Miedwiediew wyraził przekonanie, że w Rosji "pielęgnowana będzie pamięć o tym niepospolitym i odważnym człowieku, prawdziwym patriocie i obywatelu".
Premier Rosji określił Jaruzelskiego jako "wybitnego działacza politycznego i dowódcę wojskowego, który całe swoje życie poświęcił służeniu Polsce". Walcząc z faszyzmem na frontach II wojny światowej i pracując na wysokich stanowiskach państwowych, brał na siebie odpowiedzialność w dramatycznych okresach historii – zaznaczył Miedwiediew.
Gorbaczow o Jaruzelskim: Mąż stanu, wspaniały człowiek
Słów pochwał nie szczędził też były prezydent ZSRR Michaił Gorbaczow, który oświadczył, że zmarły w niedzielę Wojciech Jaruzelski na zawsze pozostanie w jego pamięci jako „wielki polityk, mąż stanu, wspaniały człowiek i prawdziwy przyjaciel”.
– Odszedł odważny człowiek, który przebył wielką i trudną drogę życiową, żołnierz i patriota Polski – zaznaczył Gorbaczow w pożegnaniu opublikowanym na stronie internetowej swej fundacji.
Gorbaczow podkreślił, że nie zawsze działania i decyzje generała, a później prezydenta Jaruzelskiego, spotykały się ze zrozumieniem i były sprawiedliwie oceniane, w tym w Polsce". – Jestem przekonany, że historia należycie oceni męstwo, powściągliwość i siłę ducha, które przejawił w wyjątkowo trudnej sytuacji na początku lat 80. Wziął na siebie odpowiedzialność za trudne decyzje, które pozwoliły uniknąć najgorszego – oświadczył.

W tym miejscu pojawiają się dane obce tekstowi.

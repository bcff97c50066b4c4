//! TOML configuration loading shared by every drivelink binary and loader.
//!
//! # Usage
//!
//! ```rust,no_run
//! use drivelink_common::config::{ConfigError, ConfigLoader, SharedConfig};
//! use serde::Deserialize;
//! use std::path::Path;
//!
//! #[derive(Debug, Deserialize)]
//! struct UnitConfig {
//!     shared: SharedConfig,
//! }
//!
//! fn main() -> Result<(), ConfigError> {
//!     let config = UnitConfig::load(Path::new("drivelink.toml"))?;
//!     config.shared.validate()?;
//!     Ok(())
//! }
//! ```

use serde::{Deserialize, Serialize};
use std::path::Path;
use thiserror::Error;

/// Error type for configuration file loading.
#[derive(Debug, Clone, Error)]
pub enum ConfigError {
    /// Configuration file not found at specified path.
    #[error("Configuration file not found")]
    FileNotFound,

    /// TOML parsing failed (syntax or schema).
    #[error("Failed to parse configuration: {0}")]
    ParseError(String),

    /// Semantic validation failed.
    #[error("Configuration validation failed: {0}")]
    ValidationError(String),
}

/// Log verbosity, lowercase in TOML.
#[derive(Debug, Clone, Copy, PartialEq, Eq, Serialize, Deserialize, Default)]
#[serde(rename_all = "lowercase")]
pub enum LogLevel {
    /// Most verbose.
    Trace,
    /// Development detail.
    Debug,
    /// Normal operation.
    #[default]
    Info,
    /// Potential problems.
    Warn,
    /// Serious problems only.
    Error,
}

impl LogLevel {
    /// Directive string understood by `tracing_subscriber::EnvFilter`.
    #[inline]
    pub const fn as_directive(self) -> &'static str {
        match self {
            Self::Trace => "trace",
            Self::Debug => "debug",
            Self::Info => "info",
            Self::Warn => "warn",
            Self::Error => "error",
        }
    }
}

/// Fields common to every drivelink service config.
///
/// ```toml
/// [shared]
/// log_level = "debug"
/// service_name = "drivelink-cell-01"
/// ```
#[derive(Debug, Clone, Serialize, Deserialize)]
pub struct SharedConfig {
    /// Logging verbosity level.
    #[serde(default)]
    pub log_level: LogLevel,

    /// Instance identifier.
    pub service_name: String,
}

impl SharedConfig {
    /// Validate the shared section.
    ///
    /// # Errors
    ///
    /// `ConfigError::ValidationError` if `service_name` is empty.
    pub fn validate(&self) -> Result<(), ConfigError> {
        if self.service_name.trim().is_empty() {
            return Err(ConfigError::ValidationError(
                "service_name cannot be empty".to_string(),
            ));
        }
        Ok(())
    }
}

/// Load any deserializable type from a TOML file.
///
/// - `ConfigError::FileNotFound` if the file does not exist
/// - `ConfigError::ParseError` for I/O, syntax, or schema failures
pub trait ConfigLoader: Sized + serde::de::DeserializeOwned {
    /// Load from `path`.
    fn load(path: &Path) -> Result<Self, ConfigError> {
        let content = std::fs::read_to_string(path).map_err(|e| {
            if e.kind() == std::io::ErrorKind::NotFound {
                ConfigError::FileNotFound
            } else {
                ConfigError::ParseError(e.to_string())
            }
        })?;
        Self::load_str(&content)
    }

    /// Parse from an in-memory TOML document.
    fn load_str(content: &str) -> Result<Self, ConfigError> {
        toml::from_str(content).map_err(|e| ConfigError::ParseError(e.to_string()))
    }
}

impl<T: serde::de::DeserializeOwned> ConfigLoader for T {}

– A gdy dzięki przemianom w Związku Radzieckim zmieniły się okoliczności zewnętrzne, Wojciech Jaruzelski wniósł niezastąpiony, konstruktywny wkład w osiągnięcie pojednania politycznego i porozumienia narodowego, w pierwsze w Europie Wschodniej bezkrwawe przejście do demokracji, w uzyskanie przez Polskę prawdziwej niezawisłości i suwerenności – oznajmił były przywódca ZSRR.

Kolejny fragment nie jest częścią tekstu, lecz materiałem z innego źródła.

//! drivelink Common Library
//!
//! Shared types for every crate of the drivelink workspace: the per-joint
//! limit model and its combination operators, drive modes, the actuator
//! contract and the collaborator contracts (machine description and
//! configuration store) that feed the limit model.
//!
//! # Module Structure
//!
//! - [`limits`] - `Limits` model, `merge`/`apply`, bound and soft-bound math
//! - [`mode`] - CiA-402 operation modes and command channels
//! - [`actuator`] - Actuator handle contract consumed by the control unit
//! - [`config`] - TOML configuration loading
//! - [`error`] - Limit parsing and actuator error types
//! - [`prelude`] - Common re-exports for convenience
//!
//! # Usage
//!
//! ```rust
//! use drivelink_common::prelude::*;
//!
//! let hw = Limits::new().with_position(-1.0, 1.0).with_velocity(2.0);
//! let cfg = Limits::new().with_velocity(1.5);
//! assert_eq!(hw.merge(&cfg).max_velocity(), Some(1.5));
//! ```

pub mod actuator;
pub mod config;
pub mod consts;
pub mod error;
pub mod limits;
pub mod mode;
pub mod prelude;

Gorbaczow zaznaczył, że w tamtych latach stale współpracował z Jaruzelskim, i że kierownictwo radzieckie popierało jego politykę. – Mieliśmy wspólne pragnienie - zbudować nową podstawę dla przyjaznych, równoprawnych, partnerskich stosunków między naszymi krajami – wskazał.